定期的な検査を受けて乳がんを早期発見し、乳がんと診断された場合は早めに治療しましょう。乳がん検診では、主に以下のような検査が行われます。
視診
触診
マンモグラフィ
超音波検査
病理検査
MRI検査・CT検査・骨シンチグラフィ・PET検査
腫瘍マーカー検査
それぞれの内容を解説します。
視診
視診では、乳房の表面にくぼみやただれがないか、乳頭から不自然な分泌物がないかなどを確認します。
大きな腫瘍や皮膚表面に近い腫瘍は、目で見て確認できる場合も少なくありません。
触診
触診では、乳房にしこりがないかなどを確認します。脇の下から乳房にかけてしこりがないかを確認し、不自然なしこりがある場合には大きさ、固さ、動くかどうかなどを調べます。

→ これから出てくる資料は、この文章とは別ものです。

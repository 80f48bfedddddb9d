//! Digest computation options.

use serde::{Deserialize, Serialize};

/// Default maximum manifest size (4 MiB, the manifest limit registries enforce).
pub const DEFAULT_MAX_MANIFEST_SIZE: usize = 4 * 1_024 * 1_024;

/// Default maximum number of signatures on a legacy manifest.
pub const DEFAULT_MAX_SIGNATURES: usize = 64;

/// Limits applied once the manifest has parsed.
///
/// The plain digest functions run with [`DigestOptions::unlimited`].
#[derive(Debug, Clone, PartialEq, Eq, Serialize, Deserialize)]
pub struct DigestOptions {
    /// Maximum manifest size in bytes.
    #[serde(default = "default_max_manifest_size")]
    pub max_manifest_size: usize,

    /// Maximum number of signature entries on a legacy manifest.
    #[serde(default = "default_max_signatures")]
    pub max_signatures: usize,
}

fn default_max_manifest_size() -> usize {
    DEFAULT_MAX_MANIFEST_SIZE
}

fn default_max_signatures() -> usize {
    DEFAULT_MAX_SIGNATURES
}

impl Default for DigestOptions {
    fn default() -> Self {
        Self {
            max_manifest_size: default_max_manifest_size(),
            max_signatures: default_max_signatures(),
        }
    }
}

impl DigestOptions {
    /// No limits.
    pub fn unlimited() -> Self {
        Self {
            max_manifest_size: usize::MAX,
            max_signatures: usize::MAX,
        }
    }

    /// Set the maximum manifest size.
    pub fn with_max_manifest_size(mut self, size: usize) -> Self {
        self.max_manifest_size = size;
        self
    }

    /// Set the maximum number of signatures.
    pub fn with_max_signatures(mut self, count: usize) -> Self {
        self.max_signatures = count;
        self
    }
}

#[cfg(test)]
mod tests {
    use super::*;

    #[test]
    fn test_defaults_from_empty_config() {
        let opts: DigestOptions = serde_json::from_str("{}").unwrap();
        assert_eq!(opts, DigestOptions::default());
    }

    #[test]
    fn test_partial_config() {
        let opts: DigestOptions = serde_json::from_str(r#"{"max_signatures": 2}"#).unwrap();
        assert_eq!(opts.max_signatures, 2);
        assert_eq!(opts.max_manifest_size, DEFAULT_MAX_MANIFEST_SIZE);
    }

    #[test]
    fn test_unlimited() {
        let opts = DigestOptions::unlimited();
        assert_eq!(opts.max_manifest_size, usize::MAX);
        assert_eq!(opts.max_signatures, usize::MAX);
        assert_ne!(opts, DigestOptions::default());
    }

    #[test]
    fn test_builders() {
        let opts = DigestOptions::default()
            .with_max_manifest_size(10)
            .with_max_signatures(1);
        assert_eq!(opts.max_manifest_size, 10);
        assert_eq!(opts.max_signatures, 1);
    }
}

しこりが動くかどうかは、乳がんの進行具合や乳腺症との鑑別のために参考になる要素です。
マンモグラフィ
マンモグラフィは、乳がん検診の代表的な検査です。乳房をプラスチックの板で上下から挟み、薄く伸ばしてX線で撮影します。薄く伸ばす理由は照射するX線の量を少なくするためです。
マンモグラフィでのX線被ばく量は自然被ばくよりもはるかに小さく、悪影響を与えないように配慮されています。視診や触診では発見できない小さながんを発見するためにも、マンモグラフィは重要な検査です。
超音波検査
超音波検査は、乳房の表面に超音波探触子をあてて乳房内部にがんがないかを確認する検査です。

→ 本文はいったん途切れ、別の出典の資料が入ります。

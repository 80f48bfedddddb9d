//! Content digests for container image manifests.
//!
//! Computes the digest a registry assigns to a manifest (the value served in
//! the `Docker-Content-Digest` header):
//!
//! - Schema 2 and OCI manifests are hashed exactly as given.
//! - Schema 1 manifests carry JWS signatures appended after signing. Their
//!   digest covers the signed payload, rebuilt from the `formatLength` and
//!   `formatTail` each signature's protected header records.
//!
//! # Quick Start
//!
//! ```
//! use manifest_digest::{digest_from_manifest_str, ErrorKind};
//!
//! let digest = digest_from_manifest_str(r#"{"schemaVersion":2,"x":1}"#)?;
//! assert!(digest.starts_with("sha256:"));
//!
//! let err = digest_from_manifest_str("{not json").unwrap_err();
//! assert_eq!(err.kind(), ErrorKind::Parse);
//! # Ok::<(), manifest_digest::DigestError>(())
//! ```
//!
//! Signatures are decoded and checked for agreement but never
//! cryptographically verified. All functions are pure: no I/O, no shared state.

pub mod digest;
pub mod error;
pub mod manifest;
pub mod options;
pub mod types;

// Re-export main types
pub use digest::{ContentDigest, DIGEST_PREFIX, SHA256_HEX_LEN};
pub use error::{DigestError, DigestResult, ErrorKind};
pub use manifest::{
    digest_from_manifest_str, digest_from_manifest_str_with, jws_from_manifest_str,
    parse_manifest, parse_manifest_with, reconstruct_payload, verify_manifest_digest,
};
pub use options::{DigestOptions, DEFAULT_MAX_MANIFEST_SIZE, DEFAULT_MAX_SIGNATURES};
pub use types::{
    JwsBundle, JwsHeader, JwsSignature, ParsedManifest, ProtectedHeader, SignatureEntry,
    SignatureHeader, SCHEMA_VERSION_SIGNED,
};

マンモグラフィよりも患者さんの痛みが少なく、被ばくの心配もありません。乳腺の密度が濃い高濃度乳房の方は、マンモグラフィより超音波検査が適している場合もあります。
病理検査
病理検査は、がんが疑われる細胞や組織を採取して、顕微鏡で分析する検査です。マンモグラフィや超音波検査で乳がんの疑いが強くても、病理検査をしなければ乳がんとは確定できません。

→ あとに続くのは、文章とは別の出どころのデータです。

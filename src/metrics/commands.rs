//! Metric command handling
//!
//! Line protocol read by `metrics-pipe`, one command per line:
//! - `count <name> [<value> [<tags>]]`: increment a counter (default 1)
//! - `gauge <name> <value> [<tags>]`: set a gauge
//! - `histogram <name> <value> [<tags>]`: record a histogram sample
//! - `set <name> <member> [<tags>]`: add a set member
//! - `flush`: emit everything buffered
//!
//! `<tags>` is a comma-separated list, e.g. `env:prod,host:web01`.

use super::aggregator::Aggregator;
use super::emitter::Emitter;
use super::error::MetricsError;
use super::types::{MetricKind, Number};

/// Parsed metric command
#[derive(Debug, Clone, PartialEq, Eq)]
pub enum MetricsCommand {
    Record {
        kind: MetricKind,
        name: String,
        value: CommandValue,
        tags: Vec<String>,
    },
    Flush,
}

/// Value carried by a recording command
#[derive(Debug, Clone, PartialEq, Eq)]
pub enum CommandValue {
    Number(Number),
    Member(String),
}

/// Why a command line was rejected
#[derive(Debug, Clone, PartialEq, Eq)]
pub enum CommandError {
    Empty,
    UnknownCommand(String),
    MissingArgument(&'static str),
    InvalidNumber(String),
    TooManyArguments(usize),
}

impl std::fmt::Display for CommandError {
    fn fmt(&self, f: &mut std::fmt::Formatter<'_>) -> std::fmt::Result {
        match self {
            CommandError::Empty => write!(f, "No command provided"),
            CommandError::UnknownCommand(cmd) => write!(f, "Unknown metric command: {}", cmd),
            CommandError::MissingArgument(arg) => write!(f, "Missing argument: {}", arg),
            CommandError::InvalidNumber(v) => write!(f, "Invalid numeric value: {}", v),
            CommandError::TooManyArguments(n) => {
                write!(f, "Too many arguments: expected at most 4, got {}", n)
            }
        }
    }
}

impl std::error::Error for CommandError {}

/// Result of executing a command
#[derive(Debug, Clone, Copy, PartialEq, Eq)]
pub enum CommandOutcome {
    Recorded,
    Flushed(usize),
}

impl MetricsCommand {
    /// Parse one whitespace-separated command line
    pub fn parse(line: &str) -> Result<MetricsCommand, CommandError> {
        let args: Vec<&str> = line.split_whitespace().collect();
        let Some((&verb, args)) = args.split_first() else {
            return Err(CommandError::Empty);
        };

        if verb.eq_ignore_ascii_case("flush") {
            return Ok(MetricsCommand::Flush);
        }

        let kind: MetricKind = verb
            .to_ascii_lowercase()
            .parse()
            .map_err(|_| CommandError::UnknownCommand(verb.to_string()))?;

        if args.len() > 3 {
            return Err(CommandError::TooManyArguments(args.len() + 1));
        }

        let name = args
            .first()
            .ok_or(CommandError::MissingArgument("name"))?
            .to_string();

        let value = match (kind, args.get(1)) {
            (MetricKind::Count, None) => CommandValue::Number(Number::Int(1)),
            (_, None) => return Err(CommandError::MissingArgument("value")),
            (MetricKind::Set, Some(member)) => CommandValue::Member(member.to_string()),
            (_, Some(raw)) => CommandValue::Number(Self::parse_number(raw)?),
        };

        let tags = args.get(2).map(|raw| Self::parse_tags(raw)).unwrap_or_default();

        Ok(MetricsCommand::Record {
            kind,
            name,
            value,
            tags,
        })
    }

    fn parse_number(raw: &str) -> Result<Number, CommandError> {
        raw.parse()
            .map_err(|_| CommandError::InvalidNumber(raw.to_string()))
    }

    /// Split `a,b,c`, dropping empty entries
    fn parse_tags(raw: &str) -> Vec<String> {
        raw.split(',')
            .map(str::trim)
            .filter(|t| !t.is_empty())
            .map(str::to_string)
            .collect()
    }

    /// Apply the command to an aggregator
    pub fn execute<E: Emitter>(
        &self,
        aggregator: &Aggregator<E>,
    ) -> Result<CommandOutcome, MetricsError> {
        match self {
            MetricsCommand::Flush => aggregator.flush_all().map(CommandOutcome::Flushed),
            MetricsCommand::Record {
                kind,
                name,
                value,
                tags,
            } => {
                let tags: Vec<&str> = tags.iter().map(String::as_str).collect();
                match (kind, value) {
                    (MetricKind::Count, CommandValue::Number(n)) => {
                        aggregator.increment(name, *n, &tags)?
                    }
                    (MetricKind::Gauge, CommandValue::Number(n)) => {
                        aggregator.set_gauge(name, *n, &tags)?
                    }
                    (MetricKind::Histogram, CommandValue::Number(n)) => {
                        aggregator.record_histogram(name, *n, &tags)?
                    }
                    (_, CommandValue::Member(member)) => {
                        aggregator.record_set_member(name, member.clone(), &tags)?
                    }
                    (MetricKind::Set, CommandValue::Number(n)) => {
                        aggregator.record_set_member(name, n.to_string(), &tags)?
                    }
                }
                Ok(CommandOutcome::Recorded)
            }
        }
    }
}

#[cfg(test)]
mod tests {
    use super::*;
    use crate::metrics::clock::ManualClock;
    use crate::metrics::emitter::LineEmitter;

    #[test]
    fn test_parse_count_defaults_to_one() {
        let cmd = MetricsCommand::parse("count http.requests").unwrap();
        assert_eq!(
            cmd,
            MetricsCommand::Record {
                kind: MetricKind::Count,
                name: "http.requests".to_string(),
                value: CommandValue::Number(Number::Int(1)),
                tags: vec![],
            }
        );
    }

    #[test]
    fn test_parse_gauge_with_tags() {
        let cmd = MetricsCommand::parse("gauge system.cpu 75.5 host:web01,env:prod").unwrap();
        match cmd {
            MetricsCommand::Record {
                kind,
                name,
                value,
                tags,
            } => {
                assert_eq!(kind, MetricKind::Gauge);
                assert_eq!(name, "system.cpu");
                assert_eq!(value, CommandValue::Number("75.5".parse().unwrap()));
                assert_eq!(tags, vec!["host:web01", "env:prod"]);
            }
            _ => panic!("Expected Record command"),
        }
    }

    #[test]
    fn test_parse_set_member_is_text() {
        let cmd = MetricsCommand::parse("SET users alice").unwrap();
        assert!(matches!(
            cmd,
            MetricsCommand::Record {
                kind: MetricKind::Set,
                value: CommandValue::Member(ref m),
                ..
            } if m == "alice"
        ));
    }

    #[test]
    fn test_parse_errors() {
        assert_eq!(MetricsCommand::parse("   "), Err(CommandError::Empty));
        assert_eq!(
            MetricsCommand::parse("timer x 1"),
            Err(CommandError::UnknownCommand("timer".to_string()))
        );
        assert_eq!(
            MetricsCommand::parse("gauge x"),
            Err(CommandError::MissingArgument("value"))
        );
        assert_eq!(
            MetricsCommand::parse("histogram x fast"),
            Err(CommandError::InvalidNumber("fast".to_string()))
        );
        assert_eq!(
            MetricsCommand::parse("count x 1 a b"),
            Err(CommandError::TooManyArguments(5))
        );
        assert_eq!(MetricsCommand::parse("flush"), Ok(MetricsCommand::Flush));
    }

    #[test]
    fn test_execute_then_flush() {
        let agg = Aggregator::with_emitter(
            "test",
            None,
            LineEmitter::new(std::io::sink(), ManualClock::new(0)),
        );

        for line in ["count hits 2 a", "count hits 3 a", "set users bob"] {
            let outcome = MetricsCommand::parse(line).unwrap().execute(&agg).unwrap();
            assert_eq!(outcome, CommandOutcome::Recorded);
        }

        let outcome = MetricsCommand::Flush.execute(&agg).unwrap();
        assert_eq!(outcome, CommandOutcome::Flushed(2));
    }
}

注射器や専用の針を乳房に刺して細胞を採取しますが、針の場合は局所麻酔をするため痛みは感じにくいでしょう。
MRI検査・CT検査・骨シンチグラフィ・PET検査
乳がんと診断された場合は、がんが全身に転移していないかを調べる必要があります。MRI検査とCT検査は、身体のなかを3次元的に撮影してがんの広がりや転移を調べる検査です。
CTはX線を利用し、MRIは磁気を利用するのが特徴で、検査の目的に応じて使い分けます。骨シンチグラフィとPET検査は、がんが骨や臓器に転移していないかを調べる検査です。特殊な薬剤を注射して全身に行き渡らせ、がんを目立ちやすくします。
これらの検査でがんの広がりと転移の有無を調べ、治療方針を決定していきます。
腫瘍マーカー検査
腫瘍マーカー検査は、血液中にがん細胞が放出する特殊なタンパク質がないかを調べる検査です。
乳がんの場合は、診断に利用できる特異的な腫瘍マーカーは発見されていません。しかし、がんが転移した場合や治療効果の測定のために、腫瘍マーカーが行われることもあります。